What Next For Tiny P?

Tiny P had her post op this week, and everything looked good. She is healing well, and the chest X-ray looked nice and clear. We are adding a liver specialist in a couple weeks who will want to follow her for her liver damage, and a geneticist to help us figure out the issues surrounding her heterotaxy and asplenia, along with a probable ciliary disfunction.

So, what’s next for tiny P post surgery? She will have an echo in a couple weeks to check her heart size and see how she is healing. From there, we will schedule another heart catheterization to determine when and what her next surgery will be.
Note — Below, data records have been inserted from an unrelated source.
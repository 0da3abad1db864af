//! Process-wide read-only config handle.
//!
//! The record is published once after loading and never mutated; readers
//! clone the `Arc` and may share it freely across threads.

use crate::config::SiteConfig;
use arc_swap::ArcSwap;
use std::sync::{Arc, LazyLock};

/// Global config storage.
static CONFIG: LazyLock<ArcSwap<SiteConfig>> =
    LazyLock::new(|| ArcSwap::from_pointee(SiteConfig::default()));

/// Current configuration.
#[inline]
pub fn cfg() -> Arc<SiteConfig> {
    CONFIG.load_full()
}

/// Publish a freshly loaded configuration and return the shared handle.
#[inline]
pub fn init_config(config: SiteConfig) -> Arc<SiteConfig> {
    let arc = Arc::new(config);
    CONFIG.store(Arc::clone(&arc));
    arc
}

#[cfg(test)]
mod tests {
    use super::*;

    #[test]
    fn test_init_config_shares_same_record() {
        let mut config = SiteConfig::default();
        config.site.name = "Handle Test".into();

        let published = init_config(config);
        let read = cfg();
        assert!(Arc::ptr_eq(&published, &read));
        assert_eq!(read.site.name, "Handle Test");

        let from_thread = std::thread::spawn(|| cfg().site.name.clone())
            .join()
            .unwrap();
        assert_eq!(from_thread, "Handle Test");
    }
}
The husband posted this information on Facebook (The Paisley Page) about what will happen next and what some of the possible scenarios are. Many people have asked what comes next and if the successful surgery means that tiny P is cured. Since the husband’s answer is so well written, I thought I would share it here, too…

“Sounds like the surgery was a success, is she cured?”
Not even close. tiny P has half a heart, which means she will never have a fully functioning heart. Her body has been “hot wired” surgically to keep her alive, but she will never be free of heart disease. This surgery is a step in the right direction, but from what we understand she will likely have several more hospital visits for catheterization procedures, and then (hopefully) the fontan surgery in a year or two.
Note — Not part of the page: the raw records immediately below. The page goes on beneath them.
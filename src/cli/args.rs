//! Command-line interface definitions.

use clap::{ColorChoice, Parser, Subcommand, ValueEnum};
use std::path::PathBuf;

/// Typed settings loader for static site generators
#[derive(Parser, Debug, Clone)]
#[command(version, about, long_about = None, arg_required_else_help = true)]
pub struct Cli {
    /// Control colored output (auto, always, never)
    #[arg(long, global = true, default_value = "auto")]
    pub color: ColorChoice,

    /// Config file path (default: site.toml)
    #[arg(short = 'C', long, global = true, default_value = crate::config::DEFAULT_CONFIG_FILE, value_hint = clap::ValueHint::FilePath)]
    pub config: PathBuf,

    /// Enable verbose output for debugging
    #[arg(short = 'v', long, global = true)]
    pub verbose: bool,

    /// subcommands
    #[command(subcommand)]
    pub command: Commands,
}

/// Available subcommands
#[derive(Subcommand, Debug, Clone)]
pub enum Commands {
    /// Write a commented site.toml template
    #[command(visible_alias = "i")]
    Init {
        /// Site directory name/path (relative to current directory)
        #[arg(value_hint = clap::ValueHint::DirPath)]
        name: Option<PathBuf>,

        /// Print the template to stdout instead of writing files
        #[arg(long)]
        dry: bool,
    },

    /// Load and validate the configuration
    #[command(visible_alias = "c")]
    Check {
        /// Treat unknown fields as errors
        #[arg(short, long)]
        strict: bool,
    },

    /// Print the configuration resolved for one language
    #[command(visible_alias = "s")]
    Show {
        /// Language to resolve (default: site.default_lang)
        #[arg(short, long)]
        lang: Option<String>,

        /// Output format
        #[arg(short, long, value_enum, default_value_t = OutputFormat::Toml)]
        format: OutputFormat,

        /// Override site URL for deployment.
        ///
        /// Useful for CI/CD deployments where the production URL differs from local development.
        /// This avoids modifying site.toml, keeping the source file clean.
        #[arg(short = 'U', long = "site-url", value_hint = clap::ValueHint::Url)]
        site_url: Option<String>,
    },
}

/// Serialization format for `show`.
#[derive(ValueEnum, Debug, Clone, Copy, PartialEq, Eq)]
pub enum OutputFormat {
    Toml,
    Json,
}
//! Template generation code for Config derive macro.

use proc_macro2::TokenStream;
use quote::quote;

use crate::config::field::FieldInfo;
use crate::config::types::{format_default_for_type, type_to_string};

/// Generate template code (TokenStream) for fields
pub fn generate_template_code(fields: &[&FieldInfo]) -> TokenStream {
    let field_codes = fields.iter().map(|f| generate_field_template_code(f));
    quote! {
        #(#field_codes)*
    }
}

/// Generate TOML template code for a single field
fn generate_field_template_code(info: &FieldInfo) -> TokenStream {
    let field_name = &info.name;
    let toml_name = &info.toml_name;

    // Inline docs use only the first doc line as a trailing comment
    let (doc_code, suffix) = match (&info.doc, info.inline_doc) {
        (Some(doc), true) => {
            let first = doc.lines().next().unwrap_or_default().trim();
            (quote! {}, format!("  # {first}\n"))
        }
        (Some(doc), false) => {
            let doc_str: String = doc.lines().map(|l| format!("# {}\n", l.trim())).collect();
            (quote! { out.push_str(#doc_str); }, "\n".to_string())
        }
        (None, _) => (quote! {}, "\n".to_string()),
    };

    let ty_str = type_to_string(&info.ty);

    // Optional fields are written commented out, with the example value if any
    if let Some(inner) = ty_str
        .strip_prefix("Option<")
        .and_then(|s| s.strip_suffix('>'))
    {
        let example = info
            .default
            .as_deref()
            .map(|v| format_default_for_type(v, inner))
            .unwrap_or_else(|| "\"\"".to_string());
        let line = format!("# {toml_name} = {example}{suffix}");
        return quote! {
            #doc_code
            out.push_str(#line);
        };
    }

    if let Some(ref default_val) = info.default {
        let formatted = format_default_for_type(default_val, &ty_str);
        let line = format!("{toml_name} = {formatted}{suffix}");
        return quote! {
            #doc_code
            out.push_str(#line);
        };
    }

    // Value from Default::default() at runtime
    quote! {
        #doc_code
        out.push_str(#toml_name);
        out.push_str(" = ");
        out.push_str(&toml::Value::try_from(default.#field_name.clone())
            .map(|v| v.to_string())
            .unwrap_or_default());
        out.push_str(#suffix);
    }
}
The tough news is that her future is still incredibly uncertain. The best case right now is that she has a successful fontan procedure, and lives to 60, according to the doc. However, the fontan procedure only reached widespread adoption during the 70’s and 80’s, so those children who had it early on are just starting to hit their 40’s, meaning that they are still learning about the long term affects of the procedure. Right now there’s still a 60% chance that she will be on that path.

The other 40% is some nasty outcomes (best to worse):

1. No fontan, life expectancy at most into the 30’s
2. Fontan that fails, or protein losing enteropathy, leading to heart transplant. 50% chance of death within 15 years.
3. The valve repair fails, along with her electrical system, death within a few years.

Sad to say, this page will be getting a lot of use over the coming years.

While these outcomes are certainly not what we want for her, I focus on the joy that she at least has a strong chance, and is getting some of the best medical care in world. If she didn’t have a mother who moved heaven and earth to get her to the US in less than 25% of the time a normal adoption takes, she would most likely already be dead, or at best surviving a few years in a Chinese hospital.

Bottom line is that she still has a lot of tough years ahead of her, but her stubbornness, will to live, and ability to smile through discomfort give us the strength to carry on. We love her so much, and the joy she brings to our life and to everyone who meets her is amazing to see. We see the hand of God in the way she has become a part of our family, and we pray for the long journey ahead.